BPA banyak digunakan untuk melapisi plastik jenis polikarbonat (PC) atau resin epoksi yang biasa melapisi bagian wadah logam. BPA, yang antara lain umum ditemui di botol susu bayi, empeng, alat makan, tempat penampungan air, kertas struk, hingga alat elektronik, membuat permukaan barang yang dilapisinya menjadi kaku dan awet.
Dokter spesialis anak dan ahli neonatologi dari Mayapada Hospital Kuningan, Daulika Yusna, menyebut, paparan BPA dalam jumlah tinggi bisa menyebabkan gangguan hormonal di tubuh. Kelompok orang yang paling rentan adalah anak-anak dan ibu hamil.
”Sebuah review sistematik tahun 2019, yang menganalisis kumpulan berbagai studi, meneliti ibu-ibu yang hamil dengan memeriksa kadar BPA mereka. Anak-anak mereka yang lahir dan tumbuh ternyata ditemukan memiliki perubahan perilaku,” tuturnya dalam webinar ”Dari Rumah Mengenal BPA pada Kemasan Makanan”, Jumat (11/12/2020).
Pada anak-anak dengan kadar BPA tinggi, banyak ditemui gangguan perilaku, seperti attention deficit hyperactivity disorder (ADHD), hiperaktif, gangguan cemas, dan gangguan perilaku lainnya. Gangguan perilaku juga dilaporkan sebuah penelitian tahun 2016 terdeteksi pada ibu hamil dua bulan.
Selain gangguan perilaku, banyak penelitian menyebut BPA berpengaruh pada kejadian obesitas, gangguan jantung, hingga kanker.
Dokter spesialis kandungan Darrell Fernando dari rumah sakit sama menyebut, risiko keracunan BPA pada organ reproduksi orang dewasa, baik laki-laki maupun perempuan yang mengandung, bisa diabaikan dibanding pada bayi dan anak-anak yang sedang dalam masa tubuh kembang.
”Untuk orang dewasa tidak terlalu berbahaya, tetapi kalau bisa dihindari,” katanya pada kesempatan sama.

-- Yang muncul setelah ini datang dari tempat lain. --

//! Presenters
//!
//! Pure view-model builders over a controller snapshot, plus the plain-text
//! renderers the interactive shell prints. No state of their own.

use std::fmt;

use rt_core::task::Filter;

use crate::controller::AppState;

/// One row of the filtered task list
#[derive(Debug, Clone, PartialEq, Eq)]
pub struct TaskRow {
    pub id: i64,
    pub title: String,
    pub completed: bool,
    /// A delete is in flight or just settled for this row
    pub loading: bool,
    /// An edit is in flight for this row
    pub updating: bool,
    /// This row was just created
    pub highlighted: bool,
}

/// The filtered task list
#[derive(Debug, Clone, PartialEq, Eq)]
pub struct TaskListView {
    pub rows: Vec<TaskRow>,
}

impl TaskListView {
    pub fn build(state: &AppState) -> Self {
        let rows = state
            .visible_tasks()
            .into_iter()
            .map(|task| TaskRow {
                id: task.id,
                title: task.title.clone(),
                completed: task.completed,
                loading: state.loading.contains(&task.id),
                updating: state.updating == Some(task.id),
                highlighted: state.highlight == Some(task.id),
            })
            .collect();
        Self { rows }
    }
}

impl fmt::Display for TaskListView {
    fn fmt(&self, f: &mut fmt::Formatter<'_>) -> fmt::Result {
        if self.rows.is_empty() {
            return writeln!(f, "  (no tasks)");
        }
        for row in &self.rows {
            let check = if row.completed { 'x' } else { ' ' };
            let mark = if row.highlighted { '*' } else { ' ' };
            write!(f, " {}[{}] {:>4}  {}", mark, check, row.id, row.title)?;
            if row.loading {
                write!(f, "  (removing...)")?;
            }
            if row.updating {
                write!(f, "  (saving...)")?;
            }
            writeln!(f)?;
        }
        Ok(())
    }
}

/// Counts and filter controls shown below the list
#[derive(Debug, Clone, PartialEq, Eq)]
pub struct FooterView {
    pub total: usize,
    pub active_count: usize,
    pub completed_count: usize,
    pub filter: Filter,
    /// Drives the toggle-all control rendering
    pub all_completed: bool,
}

impl FooterView {
    pub fn build(state: &AppState) -> Self {
        let total = state.tasks.len();
        let active_count = state.tasks.iter().filter(|t| !t.completed).count();
        Self {
            total,
            active_count,
            completed_count: total - active_count,
            filter: state.filter,
            all_completed: total > 0 && active_count == 0,
        }
    }
}

impl fmt::Display for FooterView {
    fn fmt(&self, f: &mut fmt::Formatter<'_>) -> fmt::Result {
        writeln!(
            f,
            " {} items left, {} completed | filter: {:?}",
            self.active_count, self.completed_count, self.filter
        )
    }
}

/// The dismissible error banner
#[derive(Debug, Clone, PartialEq, Eq)]
pub struct ErrorBanner {
    pub message: Option<String>,
}

impl ErrorBanner {
    pub fn build(state: &AppState) -> Self {
        Self {
            message: state.error.clone(),
        }
    }
}

impl fmt::Display for ErrorBanner {
    fn fmt(&self, f: &mut fmt::Formatter<'_>) -> fmt::Result {
        match &self.message {
            Some(message) => writeln!(f, " !! {} (dismiss with `dismiss`)", message),
            None => Ok(()),
        }
    }
}
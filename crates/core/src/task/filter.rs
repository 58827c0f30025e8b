//! Display filters for the task list

use serde::{Deserialize, Serialize};

use super::model::Task;

/// Named predicate selecting a subset of tasks for display.
///
/// Purely a view projection; never persisted.
#[derive(Debug, Clone, Copy, PartialEq, Eq, Serialize, Deserialize)]
#[serde(rename_all = "snake_case")]
pub enum Filter {
    All,
    Active,
    Completed,
}

impl Default for Filter {
    fn default() -> Self {
        Self::All
    }
}

impl Filter {
    /// Whether a task is visible under this filter
    pub fn matches(&self, task: &Task) -> bool {
        match self {
            Filter::All => true,
            Filter::Active => !task.completed,
            Filter::Completed => task.completed,
        }
    }

    /// The visible subset of `tasks`, in the order given
    pub fn apply<'a>(&self, tasks: &'a [Task]) -> Vec<&'a Task> {
        tasks.iter().filter(|t| self.matches(t)).collect()
    }
}

impl std::str::FromStr for Filter {
    type Err = String;

    fn from_str(s: &str) -> Result<Self, Self::Err> {
        match s.to_ascii_lowercase().as_str() {
            "all" => Ok(Filter::All),
            "active" => Ok(Filter::Active),
            "completed" => Ok(Filter::Completed),
            other => Err(format!("Unknown filter: {}", other)),
        }
    }
}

Dosen Departemen Ilmu dan Teknologi Pangan Institut Pertanian Bogor (IPB), Azis Boing Sitanggang, menjelaskan, BPA bisa membahayakan jika masuk ke dalam tubuh dalam jumlah banyak. Beberapa studi menyebut, nilai batas kadar BPA yang aman di dalam tubuh adalah 50 µg per kilogram berat badan per hari.
Untuk mengetahui kadar BPA di tubuh perlu pemeriksaan khusus. Oleh karena itu, lebih baik menghindarinya. Jika tidak bisa menghindari barang-barang mengandung BPA, barang-barang tersebut bisa tetap digunakan asalkan diperlakukan sebaik mungkin untuk menghindari migrasi atau lepasnya senyawa tersebut.

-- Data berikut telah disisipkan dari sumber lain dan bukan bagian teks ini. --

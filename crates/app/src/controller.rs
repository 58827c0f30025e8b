//! View-state controller
//!
//! Holds the in-memory task list, the active filter, the new-task input and
//! the transient per-row markers, and orchestrates calls to the collection
//! client. Every mutation is "fire request, then reload full list"; the list
//! shown is always a refetched snapshot, never an optimistic merge.

use std::collections::{HashMap, HashSet};
use std::sync::atomic::{AtomicU64, Ordering};
use std::sync::{Arc, Mutex};
use std::time::Duration;

use tokio::sync::RwLock;
use tokio::task::JoinHandle;
use tracing::{debug, warn};

use rt_core::auth::AuthProvider;
use rt_core::task::{Filter, NewTask, Task, TaskApi, TaskPatch};

pub const ERR_LOAD: &str = "Unable to load todos";
pub const ERR_ADD: &str = "Unable to add a todo";
pub const ERR_EMPTY_TITLE: &str = "Title can't be empty";
pub const ERR_DELETE: &str = "Unable to delete a todo";
pub const ERR_UPDATE: &str = "Unable to update a todo";

/// How long the new-task highlight and the per-row loading markers persist
/// after the triggering request settles.
const MARKER_TTL: Duration = Duration::from_millis(300);

/// Controller state, snapshotted by the presenters
#[derive(Debug, Clone, Default)]
pub struct AppState {
    /// Authoritative task list, as last fetched from the server
    pub tasks: Vec<Task>,
    pub filter: Filter,
    /// Text of the new-task input
    pub input: String,
    /// Current banner error, if any
    pub error: Option<String>,
    /// A create request is in flight; the input is disabled meanwhile
    pub adding: bool,
    /// Ids currently undergoing a delete
    pub loading: HashSet<i64>,
    /// Id currently undergoing an edit
    pub updating: Option<i64>,
    /// Most recently created id, briefly highlighted
    pub highlight: Option<i64>,
    pub bulk_in_progress: bool,
}

impl AppState {
    /// The subset of tasks visible under the active filter
    pub fn visible_tasks(&self) -> Vec<&Task> {
        self.filter.apply(&self.tasks)
    }
}

/// One-shot cleanup timers, aborted when superseded or on controller drop
#[derive(Default)]
struct Timers {
    highlight: Option<JoinHandle<()>>,
    rows: HashMap<i64, JoinHandle<()>>,
}

pub struct Controller {
    api: Arc<dyn TaskApi>,
    auth: Arc<dyn AuthProvider>,
    state: Arc<RwLock<AppState>>,
    /// Bumped on every load; a fetch response whose generation is no longer
    /// current is stale and gets discarded.
    load_generation: AtomicU64,
    timers: Mutex<Timers>,
}

impl Controller {
    pub fn new(api: Arc<dyn TaskApi>, auth: Arc<dyn AuthProvider>) -> Self {
        Self {
            api,
            auth,
            state: Arc::new(RwLock::new(AppState::default())),
            load_generation: AtomicU64::new(0),
            timers: Mutex::new(Timers::default()),
        }
    }

    /// Snapshot of the current state for rendering
    pub async fn snapshot(&self) -> AppState {
        self.state.read().await.clone()
    }

    pub async fn set_filter(&self, filter: Filter) {
        self.state.write().await.filter = filter;
    }

    pub async fn set_input(&self, text: impl Into<String>) {
        self.state.write().await.input = text.into();
    }

    pub async fn dismiss_error(&self) {
        self.state.write().await.error = None;
    }

    /// Fetch the full list for the current user and replace local state.
    ///
    /// Responses superseded by a newer load are discarded.
    pub async fn load(&self) {
        let user = match self.auth.current_user() {
            Some(user) => user,
            None => return,
        };
        let generation = self.load_generation.fetch_add(1, Ordering::SeqCst) + 1;

        match self.api.fetch_all(user.id).await {
            Ok(tasks) => {
                if self.load_generation.load(Ordering::SeqCst) == generation {
                    self.state.write().await.tasks = tasks;
                } else {
                    debug!("discarding stale task list from load {}", generation);
                }
            }
            Err(e) => {
                warn!("failed to load tasks: {}", e);
                if self.load_generation.load(Ordering::SeqCst) == generation {
                    self.state.write().await.error = Some(ERR_LOAD.to_string());
                }
            }
        }
    }

    /// Create a task from the current input text, then reload.
    ///
    /// No-op when unauthenticated or while another create is in flight.
    pub async fn submit(&self) {
        let user = match self.auth.current_user() {
            Some(user) => user,
            None => return,
        };

        let title = {
            let mut state = self.state.write().await;
            if state.adding {
                return;
            }
            if state.input.trim().is_empty() {
                state.error = Some(ERR_EMPTY_TITLE.to_string());
                return;
            }
            state.adding = true;
            state.input.clone()
        };

        let result = self.api.create(&NewTask::new(user.id, title)).await;

        {
            let mut state = self.state.write().await;
            state.input.clear();
            state.adding = false;
            match &result {
                Ok(created) => {
                    state.error = None;
                    state.highlight = Some(created.id);
                }
                Err(e) => {
                    warn!("failed to create task: {}", e);
                    state.error = Some(ERR_ADD.to_string());
                }
            }
        }

        if let Ok(created) = result {
            self.schedule_highlight_clear(created.id);
            self.load().await;
        }
    }

    /// Delete one task, then reload. The row keeps its loading marker for a
    /// short window after the request settles.
    pub async fn remove(&self, id: i64) {
        self.state.write().await.loading.insert(id);

        match self.api.delete(id).await {
            Ok(()) => {
                self.schedule_row_clear(id);
                self.load().await;
            }
            Err(e) => {
                warn!("failed to delete task {}: {}", id, e);
                self.state.write().await.error = Some(ERR_DELETE.to_string());
                self.schedule_row_clear(id);
            }
        }
    }

    /// Invert one task's completed flag, then reload
    pub async fn toggle(&self, id: i64) {
        let completed = {
            let state = self.state.read().await;
            match state.tasks.iter().find(|t| t.id == id) {
                Some(task) => task.completed,
                None => return,
            }
        };
        self.patch_task(id, TaskPatch::completed(!completed)).await;
    }

    /// Replace one task's title, then reload
    pub async fn rename(&self, id: i64, title: impl Into<String>) {
        self.patch_task(id, TaskPatch::title(title)).await;
    }

    async fn patch_task(&self, id: i64, patch: TaskPatch) {
        self.state.write().await.updating = Some(id);

        match self.api.update(id, &patch).await {
            Ok(_) => {
                self.state.write().await.error = None;
                self.load().await;
            }
            Err(e) => {
                warn!("failed to update task {}: {}", id, e);
                self.state.write().await.error = Some(ERR_UPDATE.to_string());
            }
        }

        self.state.write().await.updating = None;
    }

    /// Toggle every task to one target state: completed if any task is
    /// incomplete, otherwise back to incomplete. One reload after the batch.
    pub async fn toggle_all(&self) {
        let (targets, target_state) = {
            let state = self.state.read().await;
            let incomplete: Vec<i64> = state
                .tasks
                .iter()
                .filter(|t| !t.completed)
                .map(|t| t.id)
                .collect();
            if incomplete.is_empty() {
                (state.tasks.iter().map(|t| t.id).collect(), false)
            } else {
                (incomplete, true)
            }
        };
        if targets.is_empty() {
            return;
        }

        self.state.write().await.bulk_in_progress = true;

        let patch = TaskPatch::completed(target_state);
        let results =
            futures::future::join_all(targets.iter().map(|&id| self.api.update(id, &patch))).await;

        {
            let mut state = self.state.write().await;
            state.bulk_in_progress = false;
            if results.iter().any(|r| r.is_err()) {
                state.error = Some(ERR_UPDATE.to_string());
            }
        }

        self.load().await;
    }

    /// Delete every completed task. One reload after the batch.
    pub async fn clear_completed(&self) {
        let targets: Vec<i64> = {
            let state = self.state.read().await;
            state
                .tasks
                .iter()
                .filter(|t| t.completed)
                .map(|t| t.id)
                .collect()
        };
        if targets.is_empty() {
            return;
        }

        {
            let mut state = self.state.write().await;
            for id in &targets {
                state.loading.insert(*id);
            }
        }

        let results =
            futures::future::join_all(targets.iter().map(|&id| self.api.delete(id))).await;

        if results.iter().any(|r| r.is_err()) {
            self.state.write().await.error = Some(ERR_DELETE.to_string());
        }
        for id in targets {
            self.schedule_row_clear(id);
        }

        self.load().await;
    }

    fn schedule_highlight_clear(&self, id: i64) {
        let state = Arc::clone(&self.state);
        let handle = tokio::spawn(async move {
            tokio::time::sleep(MARKER_TTL).await;
            let mut state = state.write().await;
            if state.highlight == Some(id) {
                state.highlight = None;
            }
        });

        let mut timers = self.timers.lock().unwrap_or_else(|e| e.into_inner());
        if let Some(old) = timers.highlight.replace(handle) {
            old.abort();
        }
    }

    fn schedule_row_clear(&self, id: i64) {
        let state = Arc::clone(&self.state);
        let handle = tokio::spawn(async move {
            tokio::time::sleep(MARKER_TTL).await;
            state.write().await.loading.remove(&id);
        });

        let mut timers = self.timers.lock().unwrap_or_else(|e| e.into_inner());
        if let Some(old) = timers.rows.insert(id, handle) {
            old.abort();
        }
    }
}

impl Drop for Controller {
    fn drop(&mut self) {
        let timers = self.timers.lock().unwrap_or_else(|e| e.into_inner());
        if let Some(handle) = &timers.highlight {
            handle.abort();
        }
        for handle in timers.rows.values() {
            handle.abort();
        }
    }
}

”Migrasi BPA ke bahan makanan atau minuman dipengaruhi lama waktu penyimpanan, sifat makanan, dan suhu,” ujarnya.
Beberapa cara untuk menghindari migrasi BPA, menurut dia, dengan menghindari pemanasan. Pemanasan dalam proses sterilisasi, misalnya, bisa digantikan dengan metode penyinaran sinar ultraviolet (UV).
Kedua, tidak menyikat atau mencuci peralatan ber-BPA terlalu keras. Pasalnya, kerusakan permukaan barang bisa melepas lebih banyak BPA. Ia juga menyarankan agar penggunaan barang-barang BPA sebaiknya dikurangi frekuensinya.

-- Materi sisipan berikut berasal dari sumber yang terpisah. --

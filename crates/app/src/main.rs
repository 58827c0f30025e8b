//! Remote Todo
//!
//! Interactive client for a remote todo collection. Loads the signed-in
//! user's tasks on startup, then hands control to the shell.

mod controller;
mod shell;
mod view;

use std::sync::Arc;

use anyhow::Context;
use tracing_subscriber::{layer::SubscriberExt, util::SubscriberInitExt};

use rt_core::auth::{FixedAuth, User};
use rt_core::task::HttpTaskClient;

use crate::controller::Controller;

#[tokio::main]
async fn main() -> anyhow::Result<()> {
    // Initialize tracing
    tracing_subscriber::registry()
        .with(
            tracing_subscriber::EnvFilter::try_from_default_env()
                .unwrap_or_else(|_| "rt_app=debug,rt_core=debug".into()),
        )
        .with(tracing_subscriber::fmt::layer().with_writer(std::io::stderr))
        .init();

    let base_url =
        std::env::var("TODO_API_URL").unwrap_or_else(|_| "http://localhost:8081/api".to_string());

    let user = match std::env::var("TODO_USER_ID") {
        Ok(raw) => {
            let id: i64 = raw
                .parse()
                .with_context(|| format!("TODO_USER_ID must be an integer, got {:?}", raw))?;
            Some(User::new(id))
        }
        Err(_) => None,
    };

    tracing::info!("Using task API at {}", base_url);
    match &user {
        Some(user) => tracing::info!("Signed in as user {}", user.id),
        None => tracing::warn!("TODO_USER_ID not set, running unauthenticated"),
    }

    let api = Arc::new(HttpTaskClient::new(base_url));
    let auth = Arc::new(FixedAuth::new(user));
    let controller = Arc::new(Controller::new(api, auth));

    controller.load().await;

    shell::run(controller).await
}
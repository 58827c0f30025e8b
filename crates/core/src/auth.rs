//! Authentication collaborator
//!
//! Supplies the current user; consumed read-only by the controller.

use serde::{Deserialize, Serialize};

/// The authenticated user, as handed over by the auth collaborator
#[derive(Debug, Clone, PartialEq, Eq, Serialize, Deserialize)]
pub struct User {
    pub id: i64,
    #[serde(skip_serializing_if = "Option::is_none")]
    pub name: Option<String>,
}

impl User {
    pub fn new(id: i64) -> Self {
        Self { id, name: None }
    }

    pub fn with_name(mut self, name: impl Into<String>) -> Self {
        self.name = Some(name.into());
        self
    }
}

/// Source of the current user
pub trait AuthProvider: Send + Sync {
    /// The signed-in user, or `None` when unauthenticated
    fn current_user(&self) -> Option<User>;
}

/// Auth provider backed by a fixed value, resolved once at startup
pub struct FixedAuth {
    user: Option<User>,
}

impl FixedAuth {
    pub fn new(user: Option<User>) -> Self {
        Self { user }
    }

    pub fn signed_in(user: User) -> Self {
        Self { user: Some(user) }
    }

    pub fn anonymous() -> Self {
        Self { user: None }
    }
}

impl AuthProvider for FixedAuth {
    fn current_user(&self) -> Option<User> {
        self.user.clone()
    }
}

Mengganti produk BPA ke produk bebas BPA, seperti polystyrene (PS), jenis plastik yang memiliki simbol dengan kode angka 5 dan kode PP, juga direkomendasikan. Namun, tetap penggunaan plastik, khususnya untuk wadah makanan dan minuman, harus lebih diperhatikan dan sering diganti 3-6 bulan sekali.